December 3, 2009 | Commentary on Health Care
The Congressional Budget Office had more bad news on Sen. Majority Leader Harry Reid's health-care bill this week -- even if some media outlets missed it.
CBO not only found that Reid's "reform" would hike premiums for millions of Americans who buy insurance in the non-group market, it noted other significant changes Reid would impose on the policies now held by millions more.
CBO predicts that 6.4 million people who now get insurance through their employer will lose that coverage and buy insurance on the non-group market: The bill would push many employers who have older or sicker workers to simply end their existing insurance plan, forcing these workers into the non-group market. Other older workers might be enticed into the non-group market because the rates will initially seem cheaper.
The New York Times and others hyped the CBO finding that Reid's plan wouldn't cause premium increases for large-group plans. But a chief reason CBO cited for that finding is that, as Reid forces older and sicker workers into the non-group market, many younger workers will be buying into that group coverage. Since this insurance "pool" will thus be covering people who need less care, its rates could actually drop -- except that other portions of Reid's plan would be likely to push the prices right back up.
And, again, millions who now get coverage this way would be forced out of the "pool."
CBO was very clear that Reid's bill would force up costs in the non-group market. Premiums for a family plan in the non-group market would shoot up some 16 percent a year for some families, CBO found.
The biggest losers would be the younger, healthier people who get insurance in the non-group market: Their premiums would rise because Reid's regulations would force them to subsidize that influx of older, sicker people that his "reform" drives out of the group market.
Actually, those taking the biggest hit would be the 10.5 million people that Reid would push and cajole into buying insurance to avoid paying a fine. These are mostly younger, healthier people who don't now think health insurance is a good deal for them. Reid would not only push them into buying insurance, he'd have them pay more to help subsidize those older, sicker folks being pushed into the non-group market.
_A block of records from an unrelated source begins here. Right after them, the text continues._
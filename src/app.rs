//! Application orchestration for the gateway daemon
//!
//! Owns the FNE session, the call manager, and the ingress receiver in that
//! order - the session outlives the call manager that emits through it, and
//! the receiver that feeds the call manager is torn down first.

use crate::call::{CallManager, StreamSink};
use crate::config::Config;
use crate::error::Result;
use crate::fne::constants::DEFAULT_RECONNECT_INTERVAL_SECS;
use crate::fne::FneSession;
use crate::ingress::IngressReceiver;
use log::{info, warn};
use signal_hook::consts::{SIGINT, SIGTERM};
use signal_hook::iterator::Signals;
use std::sync::atomic::{AtomicBool, Ordering};
use std::sync::Arc;
use std::thread;
use std::time::{Duration, Instant};

/// Seconds to wait for the first FNE connection before starting anyway
const STARTUP_CONNECT_WAIT_SECS: u64 = 30;

/// Main application structure that manages all components
pub struct GatewayApp {
    session: Arc<FneSession>,
    calls: Arc<CallManager>,
    receiver: IngressReceiver,
    shutdown: Arc<AtomicBool>,
}

impl GatewayApp {
    pub fn new(config: &Config) -> Self {
        let session = Arc::new(FneSession::new(
            config.fne.host.clone(),
            config.fne.port,
            config.fne.peer_id,
            config.fne.password.clone(),
        ));

        let calls = Arc::new(CallManager::new(
            Arc::clone(&session) as Arc<dyn StreamSink>,
            config.gateway.talkgroup_override,
            config.gateway.source_override,
            Duration::from_millis(config.gateway.call_timeout_ms),
        ));

        let receiver = IngressReceiver::new(config.ingress.port);

        Self {
            session,
            calls,
            receiver,
            shutdown: Arc::new(AtomicBool::new(false)),
        }
    }

    /// Start all components and run until a shutdown signal arrives
    pub fn run(&mut self) -> Result<()> {
        self.setup_signal_handler();

        self.session.set_connection_callback(Arc::new(|connected| {
            if connected {
                info!("FNE connection established");
            } else {
                warn!("FNE connection lost");
            }
        }));

        self.session
            .enable_auto_reconnect(DEFAULT_RECONNECT_INTERVAL_SECS);

        info!("Waiting for FNE connection...");
        for _ in 0..STARTUP_CONNECT_WAIT_SECS {
            if self.shutdown.load(Ordering::Relaxed) || self.session.is_connected() {
                break;
            }
            thread::sleep(Duration::from_secs(1));
        }
        if !self.session.is_connected() && !self.shutdown.load(Ordering::Relaxed) {
            warn!("Could not connect to FNE, continuing anyway (will auto-reconnect)");
        }

        self.calls.start()?;
        self.receiver.start(Arc::clone(&self.calls))?;

        info!("Gateway running - press Ctrl+C to stop");

        let ingress_stats = self.receiver.stats();
        let call_stats = self.calls.stats();
        let mut last_stats = Instant::now();

        while !self.shutdown.load(Ordering::Relaxed) {
            thread::sleep(Duration::from_millis(100));

            if last_stats.elapsed().as_secs() >= 60 {
                info!(
                    "Stats: OP25 packets={} calls={} LDU1={} LDU2={} FNE={}",
                    ingress_stats.received.load(Ordering::Relaxed),
                    call_stats.calls.load(Ordering::Relaxed),
                    call_stats.ldu1.load(Ordering::Relaxed),
                    call_stats.ldu2.load(Ordering::Relaxed),
                    if self.session.is_connected() {
                        "connected"
                    } else {
                        "disconnected"
                    }
                );
                last_stats = Instant::now();
            }
        }

        info!("Shutting down...");
        self.receiver.stop();
        self.calls.stop();
        self.session.disconnect();
        info!("Shutdown complete");

        Ok(())
    }

    /// Setup signal handler for graceful shutdown
    fn setup_signal_handler(&self) {
        let shutdown = Arc::clone(&self.shutdown);

        thread::Builder::new()
            .name("signal-handler".to_string())
            .spawn(move || {
                let mut signals =
                    Signals::new([SIGINT, SIGTERM]).expect("Failed to register signal handlers");

                if let Some(sig) = signals.forever().next() {
                    info!("Received signal {:?}, initiating shutdown...", sig);
                    shutdown.store(true, Ordering::Relaxed);
                }
            })
            .expect("Failed to spawn signal handler thread");
    }
}
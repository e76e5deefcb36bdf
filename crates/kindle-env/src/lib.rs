//! Cellular-automaton environments for Kindle.
//!
//! [`CaEnv`] is the reset/step state machine. What it simulates comes from
//! a [`Scenario`]: its spaces, its coordinator operator, and its reward,
//! termination, and report policies. Two scenarios ship here:
//!
//! - [`ForestFire`]: an agent extinguishing a spreading fire, configured
//!   from YAML ([`ForestFireConfig`]);
//! - [`MockScenario`]: an identity environment for testing.
//!
//! # Example
//!
//! ```
//! use kindle_env::ForestFireEnv;
//! use kindle_space::Space;
//!
//! let mut env = ForestFireEnv::bundled(Some(7)).unwrap();
//! let result = env.step(4).unwrap();
//! assert!(env.observation_space().contains(&result.observation));
//! assert_eq!(result.info["hits"], env.context().hits);
//! ```

#![deny(missing_docs)]
#![deny(rustdoc::broken_intra_doc_links)]
#![forbid(unsafe_code)]

pub mod config;
pub mod env;
pub mod forest_fire;
pub mod mock;
pub mod scenario;

pub use config::{CellProbs, ConfigError, ForestFireConfig, RewardWeights, BUNDLED_FOREST_FIRE};
pub use env::{CaEnv, StepResult};
pub use forest_fire::{ForestFire, ForestFireEnv};
pub use mock::{MockEnv, MockScenario};
pub use scenario::{Info, Scenario};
Note, too, that Reid requires people to buy into government-approved plans that will include benefits people may not want to pay for. It's like forcing a basketball fan to buy Nets season tickets when he just wants to watch a single game when LeBron James comes to town.
Of course, CBO could be wrong -- younger people might opt to just pay the fine and not enter the non-group market. If they refuse to pay the subsidies Reid is counting on, the non-group pool would be older and sicker than average -- and premiums would quickly spiral out of control, turning that market into a disaster.
One more thing: CBO rightly notes that Reid is imposing new costs on all health plans -- "fees" that he's charging various medical providers that, as CBO notes, will inevitably be passed on to consumers via their insurance.
CBO generously assumes that various "efficiency" savings will offset some of these costs. But the value of those efficiency gains is more uncertain than CBO admits -- after all, if it was so easy to save money this way, private companies would already be doing it. If the gains don't materialize, many people who don't lose their existing group coverage thanks to Reid would still start seeing higher premiums.
Then there are folks targeted by Reid's 40 percent excise tax on "Cadillac" health plans. This tax would hit 30 million people its first year -- roughly a fifth of those who have group coverage now. And it's set to hit millions more with every year that passes -- because the cutoff for what counts as "Cadillac" is designed to not keep pace with health-care inflation.
No one knows how the tax will work out -- whether those it hits will wind up paying more, getting fewer benefits or some combination of the two. The CBO believes that different groups would be hit in vastly different ways. In some cases, it'll again prompt employers to cancel their insurance plans because their workers are high-cost -- dumping even more people into the non-group market.
Bottom line: The CBO report clearly shows that most Americans will wind up paying more for insurance if Reid's bill becomes law -- in many cases, a lot more.
Rea Hederman is assistant director of The Heritage Foundation's Center for Data Analysis.